**What is required:** Beginning with the opening line, set down each line of the material below exactly, stopping once the line with "pub struct Options" is done.

┏━━

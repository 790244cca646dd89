//! Connection configuration.

use std::time::Duration;

use crate::extensions::ExtensionBuilder;
use crate::proxy::ProxyConfig;

/// Automatic keep-alive ping behavior.
///
/// When enabled, the connection sends a ping with a fresh 16-byte nonce on
/// every idle period. A second period elapsing without a matching pong is a
/// timeout and closes the connection with code 1011.
#[derive(Debug, Clone, Copy, PartialEq, Eq, Default)]
pub enum AutoPing {
    /// No automatic pings.
    #[default]
    Disabled,
    /// Ping after every `period` of idleness.
    Enabled {
        /// Idle interval between pings.
        period: Duration,
    },
}

impl AutoPing {
    /// Enable automatic pings with the given period.
    #[must_use]
    pub const fn after(period: Duration) -> Self {
        AutoPing::Enabled { period }
    }

    /// The configured period, if enabled.
    #[must_use]
    pub const fn period(&self) -> Option<Duration> {
        match self {
            AutoPing::Disabled => None,
            AutoPing::Enabled { period } => Some(*period),
        }
    }
}

/// Client connection options.
///
/// Built with `Options::new()` plus `with_*` methods:
///
/// ```rust,ignore
/// let options = Options::new()
///     .with_max_frame_size(64 * 1024)
///     .with_auto_ping(AutoPing::after(Duration::from_secs(30)))
///     .with_header("Authorization", "Bearer ...");
/// ```
pub struct Options {
    /// Maximum size of a single inbound frame payload. Larger frames are
    /// rejected with close code 1009. Also the outbound fragmentation
    /// threshold.
    ///
    /// Default: 16 KB (16 384)
    pub max_frame_size: usize,

    /// Maximum size of a reassembled message. Default: 4 MB.
    pub max_message_size: usize,

    /// Extra headers appended to the upgrade request. These cannot
    /// override the required handshake headers.
    pub additional_headers: Vec<(String, String)>,

    /// Extension builders in pipeline order.
    pub extensions: Vec<Box<dyn ExtensionBuilder + Send + Sync>>,

    /// Maximum wait for the peer's close echo before the transport is
    /// dropped unilaterally. Default: 15 seconds.
    pub close_timeout: Duration,

    /// Automatic keep-alive pings. Default: disabled.
    pub auto_ping: AutoPing,

    /// Validate that text messages are UTF-8. Default: false.
    pub validate_utf8: bool,

    /// Hostname to present in TLS SNI, overriding the URL host. The crate
    /// does not open TLS streams itself; connectors read this.
    pub sni_hostname: Option<String>,

    /// Explicit HTTP CONNECT proxy. Takes precedence over environment
    /// variables.
    pub proxy: Option<ProxyConfig>,

    /// Honor `http_proxy` / `https_proxy` / `no_proxy` when no explicit
    /// proxy is configured. Default: false.
    pub read_proxy_env: bool,
}

impl Default for Options {
    fn default() -> Self {
        Self {
            max_frame_size: 16 * 1024,
            max_message_size: 4 * 1024 * 1024,
            additional_headers: Vec::new(),
            extensions: Vec::new(),
            close_timeout: Duration::from_secs(15),
            auto_ping: AutoPing::Disabled,
            validate_utf8: false,
            sni_hostname: None,
            proxy: None,
            read_proxy_env: false,
        }
    }
}

impl Options {
    /// Create options with default values.
    #[must_use]
    pub fn new() -> Self {
        Self::default()
    }

    /// Set the maximum inbound frame size.
    #[must_use]
    pub fn with_max_frame_size(mut self, size: usize) -> Self {
        self.max_frame_size = size;
        self
    }

    /// Set the maximum reassembled message size.
    #[must_use]
    pub fn with_max_message_size(mut self, size: usize) -> Self {
        self.max_message_size = size;
        self
    }

    /// Append a header to the upgrade request.
    #[must_use]
    pub fn with_header(mut self, name: impl Into<String>, value: impl Into<String>) -> Self {
        self.additional_headers.push((name.into(), value.into()));
        self
    }

    /// Register an extension builder at the end of the pipeline.
    #[must_use]
    pub fn with_extension(mut self, builder: Box<dyn ExtensionBuilder + Send + Sync>) -> Self {
        self.extensions.push(builder);
        self
    }

    /// Offer permessage-deflate with the given configuration.
    #[cfg(feature = "compression")]
    #[must_use]
    pub fn with_deflate(self, config: crate::extensions::deflate::DeflateConfig) -> Self {
        self.with_extension(Box::new(crate::extensions::deflate::DeflateBuilder::new(
            config,
        )))
    }

    /// Set the close handshake timeout.
    #[must_use]
    pub fn with_close_timeout(mut self, timeout: Duration) -> Self {
        self.close_timeout = timeout;
        self
    }

    /// Configure automatic keep-alive pings.
    #[must_use]
    pub fn with_auto_ping(mut self, auto_ping: AutoPing) -> Self {
        self.auto_ping = auto_ping;
        self
    }

    /// Enable UTF-8 validation of text messages.
    #[must_use]
    pub fn with_utf8_validation(mut self, validate: bool) -> Self {
        self.validate_utf8 = validate;
        self
    }

    /// Override the TLS SNI hostname.
    #[must_use]
    pub fn with_sni_hostname(mut self, hostname: impl Into<String>) -> Self {
        self.sni_hostname = Some(hostname.into());
        self
    }

    /// Route the connection through an HTTP CONNECT proxy.
    #[must_use]
    pub fn with_proxy(mut self, proxy: ProxyConfig) -> Self {
        self.proxy = Some(proxy);
        self
    }

    /// Honor proxy-related environment variables.
    #[must_use]
    pub fn with_proxy_env(mut self, read_env: bool) -> Self {
        self.read_proxy_env = read_env;
        self
    }
}

impl std::fmt::Debug for Options {
    fn fmt(&self, f: &mut std::fmt::Formatter<'_>) -> std::fmt::Result {
        f.debug_struct("Options")
            .field("max_frame_size", &self.max_frame_size)
            .field("max_message_size", &self.max_message_size)
            .field("additional_headers", &self.additional_headers)
            .field(
                "extensions",
                &self.extensions.iter().map(|e| e.name()).collect::<Vec<_>>(),
            )
            .field("close_timeout", &self.close_timeout)
            .field("auto_ping", &self.auto_ping)
            .field("validate_utf8", &self.validate_utf8)
            .field("sni_hostname", &self.sni_hostname)
            .field("proxy", &self.proxy)
            .field("read_proxy_env", &self.read_proxy_env)
            .finish()
    }
}
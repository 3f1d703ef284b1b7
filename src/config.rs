use ppd::Result;

use log::LevelFilter;
use simple_logger::SimpleLogger;

/// Logs to stderr, warnings and up; overridable through the RUST_LOG env var
pub fn configure_app() -> Result {
    SimpleLogger::new()
        .with_level(LevelFilter::Warn)
        .env()
        .init()?;

    return Ok(());
}
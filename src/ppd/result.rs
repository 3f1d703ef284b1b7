/// Convenience type so fallible functions can propagate any module's error with `?`
pub type Result<T = ()> = anyhow::Result<T>;
use crate::fields::PaymentInput;
use crate::method::PaymentMethod;

use std::fmt;

use serde::{Deserialize, Serialize};
use sha2::{Digest, Sha256};

/// Best-effort identifier for a simulated payment: a method tag plus a content
/// hash of the input. Equal inputs produce equal identifiers across runs and
/// platforms; collisions are possible in principle and not guarded against.
#[derive(Serialize, Deserialize, Debug, Clone, PartialEq, Eq, Hash)]
#[serde(transparent)]
pub struct TransactionId(String);

impl TransactionId {
    pub fn derive(method: PaymentMethod, input: &PaymentInput) -> Self {
        let digest = Sha256::digest(input.canonical().as_bytes());
        let hash: String = digest[..8]
            .iter()
            .map(|byte| format!("{byte:02x}"))
            .collect();

        return Self(format!("{}-{}", method.tag(), hash));
    }

    pub fn as_str(&self) -> &str {
        return &self.0;
    }
}

impl fmt::Display for TransactionId {
    fn fmt(&self, f: &mut fmt::Formatter) -> fmt::Result {
        return write!(f, "{}", self.0);
    }
}
use std::collections::BTreeMap;
use std::fmt;

use serde::{Deserialize, Serialize};

/// A single value in a payment's field map.
#[derive(Serialize, Deserialize, Debug, Clone, PartialEq)]
#[serde(untagged)]
pub enum FieldValue {
    Text(String),
    Number(f64),
}

impl fmt::Display for FieldValue {
    fn fmt(&self, f: &mut fmt::Formatter) -> fmt::Result {
        return match self {
            Self::Text(value) => write!(f, "{value}"),
            Self::Number(value) => write!(f, "{value}"),
        };
    }
}

/// The field map describing one payment. The shape varies by payment method;
/// nothing is checked until the map is passed through a processor's
/// `validate_data`.
///
/// Backed by an ordered map so `canonical` is deterministic for equal contents.
#[derive(Serialize, Deserialize, Debug, Clone, PartialEq, Default)]
#[serde(transparent)]
pub struct PaymentInput(BTreeMap<String, FieldValue>);

impl PaymentInput {
    pub fn new() -> Self {
        return Self(BTreeMap::new());
    }

    pub fn with_text(mut self, field: &str, value: &str) -> Self {
        self.insert_text(field, value);
        return self;
    }

    pub fn with_number(mut self, field: &str, value: f64) -> Self {
        self.insert_number(field, value);
        return self;
    }

    pub fn insert_text(&mut self, field: &str, value: &str) {
        self.0
            .insert(field.to_string(), FieldValue::Text(value.to_string()));
    }

    pub fn insert_number(&mut self, field: &str, value: f64) {
        self.0.insert(field.to_string(), FieldValue::Number(value));
    }

    pub fn has(&self, field: &str) -> bool {
        return self.0.contains_key(field);
    }

    pub fn text(&self, field: &str) -> Option<&str> {
        return match self.0.get(field) {
            Some(FieldValue::Text(value)) => Some(value),
            _ => None,
        };
    }

    pub fn number(&self, field: &str) -> Option<f64> {
        return match self.0.get(field) {
            Some(FieldValue::Number(value)) => Some(*value),
            _ => None,
        };
    }

    /// The payment amount, defaulting to 0.0 when the field is absent.
    pub fn amount(&self) -> f64 {
        return self.number("amount").unwrap_or(0.0);
    }

    /// Stable `field=value` serialization used to derive transaction ids.
    pub fn canonical(&self) -> String {
        let pairs: Vec<String> = self
            .0
            .iter()
            .map(|(field, value)| format!("{field}={value}"))
            .collect();

        return pairs.join(";");
    }
}

#[cfg(test)]
mod tests {
    use super::*;

    #[test]
    fn amount_defaults_to_zero() {
        let input = PaymentInput::new().with_text("email", "test@example.com");
        assert_eq!(input.amount(), 0.0);
    }

    #[test]
    fn amount_reads_number_field() {
        let input = PaymentInput::new().with_number("amount", 59.99);
        assert_eq!(input.amount(), 59.99);
    }

    #[test]
    fn text_ignores_number_fields() {
        let input = PaymentInput::new().with_number("amount", 1.0);
        assert_eq!(input.text("amount"), None);
        assert!(input.has("amount"));
    }

    #[test]
    fn canonical_is_insertion_order_independent() {
        let a = PaymentInput::new()
            .with_text("email", "test@example.com")
            .with_number("amount", 100.0);
        let b = PaymentInput::new()
            .with_number("amount", 100.0)
            .with_text("email", "test@example.com");

        assert_eq!(a.canonical(), b.canonical());
    }

    #[test]
    fn canonical_distinguishes_values() {
        let a = PaymentInput::new().with_text("email", "a@example.com");
        let b = PaymentInput::new().with_text("email", "b@example.com");

        assert_ne!(a.canonical(), b.canonical());
    }
}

┗━━

**Solution to the problem:**
repository 790244cca646dd89
//! Connection configuration.

use std::time::Duration;

use crate::extensions::ExtensionBuilder;
use crate::proxy::ProxyConfig;

/// Automatic keep-alive ping behavior.
///
/// When enabled, the connection sends a ping with a fresh 16-byte nonce on
/// every idle period. A second period elapsing without a matching pong is a
/// timeout and closes the connection with code 1011.
#[derive(Debug, Clone, Copy, PartialEq, Eq, Default)]
pub enum AutoPing {
    /// No automatic pings.
    #[default]
    Disabled,
    /// Ping after every `period` of idleness.
    Enabled {
        /// Idle interval between pings.
        period: Duration,
    },
}

impl AutoPing {
    /// Enable automatic pings with the given period.
    #[must_use]
    pub const fn after(period: Duration) -> Self {
        AutoPing::Enabled { period }
    }

    /// The configured period, if enabled.
    #[must_use]
    pub const fn period(&self) -> Option<Duration> {
        match self {
            AutoPing::Disabled => None,
            AutoPing::Enabled { period } => Some(*period),
        }
    }
}

/// Client connection options.
///
/// Built with `Options::new()` plus `with_*` methods:
///
/// ```rust,ignore
/// let options = Options::new()
///     .with_max_frame_size(64 * 1024)
///     .with_auto_ping(AutoPing::after(Duration::from_secs(30)))
///     .with_header("Authorization", "Bearer ...");
/// ```
pub struct Options {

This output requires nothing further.